• [ASSIGNMENT] How many of the lines below hold the word "options"? Answer only with the number.
==============================
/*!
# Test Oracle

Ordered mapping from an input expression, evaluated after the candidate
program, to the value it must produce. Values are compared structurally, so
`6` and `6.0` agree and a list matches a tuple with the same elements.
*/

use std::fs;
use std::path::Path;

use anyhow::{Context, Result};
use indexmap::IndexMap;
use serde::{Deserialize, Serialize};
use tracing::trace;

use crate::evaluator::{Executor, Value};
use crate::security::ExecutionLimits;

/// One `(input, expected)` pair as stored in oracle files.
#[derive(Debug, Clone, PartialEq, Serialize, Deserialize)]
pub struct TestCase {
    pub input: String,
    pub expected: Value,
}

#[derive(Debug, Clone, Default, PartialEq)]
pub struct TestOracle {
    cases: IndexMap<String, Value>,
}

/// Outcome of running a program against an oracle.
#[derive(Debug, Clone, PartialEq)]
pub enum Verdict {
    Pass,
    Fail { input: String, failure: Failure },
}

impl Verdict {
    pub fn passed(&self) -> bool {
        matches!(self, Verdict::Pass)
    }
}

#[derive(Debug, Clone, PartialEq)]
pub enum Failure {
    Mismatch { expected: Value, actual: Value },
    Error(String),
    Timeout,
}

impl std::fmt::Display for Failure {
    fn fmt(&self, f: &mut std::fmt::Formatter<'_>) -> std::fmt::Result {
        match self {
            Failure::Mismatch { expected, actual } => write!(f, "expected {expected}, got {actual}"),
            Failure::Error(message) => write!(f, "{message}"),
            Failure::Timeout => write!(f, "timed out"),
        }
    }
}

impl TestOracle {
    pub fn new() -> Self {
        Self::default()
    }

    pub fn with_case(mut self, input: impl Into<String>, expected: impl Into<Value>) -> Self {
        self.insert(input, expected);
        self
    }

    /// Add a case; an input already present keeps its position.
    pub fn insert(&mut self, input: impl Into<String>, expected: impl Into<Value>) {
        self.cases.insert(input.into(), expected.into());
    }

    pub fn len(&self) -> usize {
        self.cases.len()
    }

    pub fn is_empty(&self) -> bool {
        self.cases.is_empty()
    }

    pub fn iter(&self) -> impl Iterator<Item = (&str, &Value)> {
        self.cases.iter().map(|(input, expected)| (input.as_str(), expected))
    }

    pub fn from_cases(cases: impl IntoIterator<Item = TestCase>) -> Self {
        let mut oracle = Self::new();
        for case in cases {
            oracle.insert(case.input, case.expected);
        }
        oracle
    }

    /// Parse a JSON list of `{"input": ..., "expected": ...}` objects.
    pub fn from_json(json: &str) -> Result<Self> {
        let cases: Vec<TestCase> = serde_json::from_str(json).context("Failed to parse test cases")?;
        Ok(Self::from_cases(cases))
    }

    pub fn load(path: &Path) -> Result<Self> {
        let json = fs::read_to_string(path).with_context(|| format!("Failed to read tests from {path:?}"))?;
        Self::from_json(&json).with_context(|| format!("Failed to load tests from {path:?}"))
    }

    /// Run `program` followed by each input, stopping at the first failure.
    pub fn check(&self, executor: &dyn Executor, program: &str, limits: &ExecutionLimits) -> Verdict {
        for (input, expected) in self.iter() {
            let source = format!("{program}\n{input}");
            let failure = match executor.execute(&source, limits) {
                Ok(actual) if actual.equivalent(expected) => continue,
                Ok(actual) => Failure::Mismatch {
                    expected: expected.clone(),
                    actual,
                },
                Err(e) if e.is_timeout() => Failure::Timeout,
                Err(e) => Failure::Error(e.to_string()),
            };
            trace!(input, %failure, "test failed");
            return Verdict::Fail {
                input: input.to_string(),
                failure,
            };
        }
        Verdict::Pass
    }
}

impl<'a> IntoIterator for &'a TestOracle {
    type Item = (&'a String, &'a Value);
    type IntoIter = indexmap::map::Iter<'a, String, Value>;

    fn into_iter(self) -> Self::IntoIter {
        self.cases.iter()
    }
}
==============================
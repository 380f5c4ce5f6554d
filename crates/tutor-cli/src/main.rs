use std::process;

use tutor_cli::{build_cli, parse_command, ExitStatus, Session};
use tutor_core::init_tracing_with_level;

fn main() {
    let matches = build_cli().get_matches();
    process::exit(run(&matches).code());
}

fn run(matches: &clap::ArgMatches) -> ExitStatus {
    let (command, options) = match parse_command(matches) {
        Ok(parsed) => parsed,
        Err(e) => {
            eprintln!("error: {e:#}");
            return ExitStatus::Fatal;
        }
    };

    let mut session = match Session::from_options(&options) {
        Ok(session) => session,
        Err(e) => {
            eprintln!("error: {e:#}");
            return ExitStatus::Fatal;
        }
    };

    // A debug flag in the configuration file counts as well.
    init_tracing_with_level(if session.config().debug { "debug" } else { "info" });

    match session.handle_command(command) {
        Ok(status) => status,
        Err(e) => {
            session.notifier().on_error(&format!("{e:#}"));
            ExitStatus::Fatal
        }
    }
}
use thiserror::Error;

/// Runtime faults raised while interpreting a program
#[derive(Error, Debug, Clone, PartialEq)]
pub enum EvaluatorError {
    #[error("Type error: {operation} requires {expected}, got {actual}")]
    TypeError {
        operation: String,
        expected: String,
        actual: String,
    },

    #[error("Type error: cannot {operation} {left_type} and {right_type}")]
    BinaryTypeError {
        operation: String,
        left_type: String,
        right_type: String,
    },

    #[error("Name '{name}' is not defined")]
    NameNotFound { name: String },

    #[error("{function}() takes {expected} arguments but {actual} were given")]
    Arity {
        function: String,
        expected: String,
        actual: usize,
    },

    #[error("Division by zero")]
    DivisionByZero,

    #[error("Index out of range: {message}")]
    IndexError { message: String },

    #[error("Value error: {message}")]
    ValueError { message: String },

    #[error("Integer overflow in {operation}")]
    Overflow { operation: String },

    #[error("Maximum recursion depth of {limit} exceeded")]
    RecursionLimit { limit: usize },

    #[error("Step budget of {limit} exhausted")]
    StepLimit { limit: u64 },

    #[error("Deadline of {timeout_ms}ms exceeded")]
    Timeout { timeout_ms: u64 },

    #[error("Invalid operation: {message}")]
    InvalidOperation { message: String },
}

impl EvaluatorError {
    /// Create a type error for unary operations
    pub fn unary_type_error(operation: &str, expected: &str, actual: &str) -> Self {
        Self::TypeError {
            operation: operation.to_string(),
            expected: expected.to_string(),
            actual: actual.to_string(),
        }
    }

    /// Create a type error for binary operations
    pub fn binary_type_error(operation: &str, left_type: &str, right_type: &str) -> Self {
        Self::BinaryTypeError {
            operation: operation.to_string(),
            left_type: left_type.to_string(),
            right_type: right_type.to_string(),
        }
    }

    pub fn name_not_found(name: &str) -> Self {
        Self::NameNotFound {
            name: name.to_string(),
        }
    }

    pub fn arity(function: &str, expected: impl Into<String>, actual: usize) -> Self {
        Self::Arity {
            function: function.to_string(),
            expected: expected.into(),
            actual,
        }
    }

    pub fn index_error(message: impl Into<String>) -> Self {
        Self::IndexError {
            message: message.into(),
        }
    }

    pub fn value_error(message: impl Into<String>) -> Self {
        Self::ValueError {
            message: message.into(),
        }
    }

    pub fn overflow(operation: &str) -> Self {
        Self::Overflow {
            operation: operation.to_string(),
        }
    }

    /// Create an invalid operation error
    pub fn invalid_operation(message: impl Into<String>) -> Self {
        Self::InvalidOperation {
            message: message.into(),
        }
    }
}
==============================
• [ANSWER TO THIS EXERCISE] 2